Substitution des primes au salaire
Encourager le versement de primes n’est pas sans risque pour les négociations salariales à venir. Dans une note de conjoncture publiée en mars 2023, l’INSEE estime que le faible dynamisme des salaires au quatrième trimestre 2022 suggère un effet d'aubaine. Selon l’institut national, au lieu d’augmenter les salaires, de nombreux employeurs auraient privilégié, dans environ 30% des cas, le versement de prime de partage de la valeur au détriment d’augmentation de salaire. Les primes de partage de la valeur sont en effet exemptées de cotisations patronales et sociales (sauf CSG et CRDS). Ce n’est pas la première fois que les effets négatifs d’une prime sur l’évolution des salaires sont observés : en 2013 déjà, un article notait qu’un an après leur mise en application au sein des entreprises, on observait une substitution de l’intéressement aux salaires.
En 2022, près de 5 millions de salariés du privé (sur un total de 20 millions) ont perçu une prime de partage de la valeur pour un montant moyen de 806 €. « On voit bien que la prime de partage est donnée au rabais, puisque son montant pouvait s’élever jusqu’à 3000 euros, 6000 euros en cas d’accord d’intéressement, relève Sandrine Mourey. Par ailleurs, une prime n’est pas pérenne, au contraire du salaire, qui alimente par ailleurs les caisses de la sécurité sociale. »
Quant au développement de l’actionnariat salarié, la représentante syndicale est plus que sceptique : « La plupart du temps, les actionnaires des grandes entreprises recherchent une rentabilité et un retour sur investissement maximum et rapide. Souvent, cela s’obtient en diminuant le « coût du travail » : rogner sur les salaires, augmenter les cadences, voire la fermeture de site. L’actionnariat salarié revient à demander aux salariés de prendre des décisions contre leurs intérêts ! » Raison pour laquelle la CGT y est opposée et défend la présence de collèges de salariés au sein des conseils d’administration et de surveillance, afin que les salariés puissent peser dans les décisions de l’entreprise, ce qui n’est pas le cas aujourd’hui.

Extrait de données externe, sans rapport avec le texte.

//! Scheduled job repository.

use diesel::prelude::*;
use diesel_async::RunQueryDsl;
use tracing::warn;

use super::models::ScheduledJobRecord;
use super::pool::{DbError, SqlitePool};
use super::util::parse_datetime;
use crate::models::{SchedulePolicy, ScheduledJob};
use crate::schema::scheduled_jobs;

impl ScheduledJobRecord {
    fn from_job(job: &ScheduledJob) -> Self {
        Self {
            job_id: job.job_id.clone(),
            source_id: job.source_id,
            schedule_type: job.policy.kind().to_string(),
            schedule_config: serde_json::to_string(&job.policy).unwrap_or_else(|_| "{}".into()),
            max_leads: job.max_leads.map(|n| n as i64),
            enabled: job.enabled,
            created_at: job.created_at.to_rfc3339(),
        }
    }

    fn into_job(self) -> Option<ScheduledJob> {
        let policy: SchedulePolicy = match serde_json::from_str(&self.schedule_config) {
            Ok(policy) => policy,
            Err(e) => {
                warn!("Skipping job {} with unreadable schedule: {}", self.job_id, e);
                return None;
            }
        };
        Some(ScheduledJob {
            job_id: self.job_id,
            source_id: self.source_id,
            policy,
            max_leads: self.max_leads.and_then(|n| usize::try_from(n).ok()),
            enabled: self.enabled,
            created_at: parse_datetime(&self.created_at),
        })
    }
}

/// Repository for persisted schedule registrations.
#[derive(Clone)]
pub struct JobRepository {
    pool: SqlitePool,
}

impl JobRepository {
    pub fn new(pool: SqlitePool) -> Self {
        Self { pool }
    }

    /// Insert or replace a job by ID.
    pub async fn save(&self, job: &ScheduledJob) -> Result<(), DbError> {
        let record = ScheduledJobRecord::from_job(job);
        let mut conn = self.pool.writer().await?;

        diesel::replace_into(scheduled_jobs::table)
            .values(&record)
            .execute(&mut *conn)
            .await?;

        Ok(())
    }

    /// Delete a job. Returns false if it did not exist.
    pub async fn delete(&self, job_id: &str) -> Result<bool, DbError> {
        let mut conn = self.pool.writer().await?;
        let rows = diesel::delete(scheduled_jobs::table.find(job_id))
            .execute(&mut *conn)
            .await?;
        Ok(rows > 0)
    }

    /// Delete every job for a source.
    pub async fn delete_for_source(&self, source_id: i64) -> Result<usize, DbError> {
        let mut conn = self.pool.writer().await?;
        diesel::delete(scheduled_jobs::table.filter(scheduled_jobs::source_id.eq(source_id)))
            .execute(&mut *conn)
            .await
    }

    /// All jobs ordered by ID. Rows that fail to parse are skipped.
    pub async fn get_all(&self) -> Result<Vec<ScheduledJob>, DbError> {
        let mut conn = self.pool.get().await?;

        scheduled_jobs::table
            .order(scheduled_jobs::job_id.asc())
            .select(ScheduledJobRecord::as_select())
            .load(&mut conn)
            .await
            .map(|records| {
                records
                    .into_iter()
                    .filter_map(ScheduledJobRecord::into_job)
                    .collect()
            })
    }

    /// Jobs for one source.
    pub async fn for_source(&self, source_id: i64) -> Result<Vec<ScheduledJob>, DbError> {
        let mut conn = self.pool.get().await?;

        scheduled_jobs::table
            .filter(scheduled_jobs::source_id.eq(source_id))
            .order(scheduled_jobs::job_id.asc())
            .select(ScheduledJobRecord::as_select())
            .load(&mut conn)
            .await
            .map(|records| {
                records
                    .into_iter()
                    .filter_map(ScheduledJobRecord::into_job)
                    .collect()
            })
    }
}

Inégalité entre les salariés
Pour Sophie Piton, économiste et membre du Centre pour la Macroéconomie de la London School of Economics (LSE), le projet de loi va par ailleurs créer une inégalité entre salariés : « l’intérêt et la participation consistent à redistribuer une partie des profits de l’entreprise aux salariés, mais selon les secteurs, les entreprises sont plus ou moins profitables. » Du reste, pour l’économiste, l’impact du projet de loi sur la rémunération des salariés devrait rester limité : « 95% des revenus des salariés proviennent du travail (salaires et cotisations). Seuls 5% en moyenne sont issus de la participation et de l’intéressement. Le projet de loi s’intéresse donc uniquement à une petite partie des rémunérations, et seulement pour les salariés des petites et moyennes entreprises, qui sont celles qui, de toute façon réalisent peu de bénéfices relativement aux grandes entreprises. » Il est donc peu probable que ce projet de loi permette, à terme, de résoudre les questions relatives au pouvoir d’achat. Selon les chiffres de la Dares, la direction des statistiques dépendant du ministère du Travail, le salaire mensuel de base a reculé de 1,0 % sur un an en mars 2023.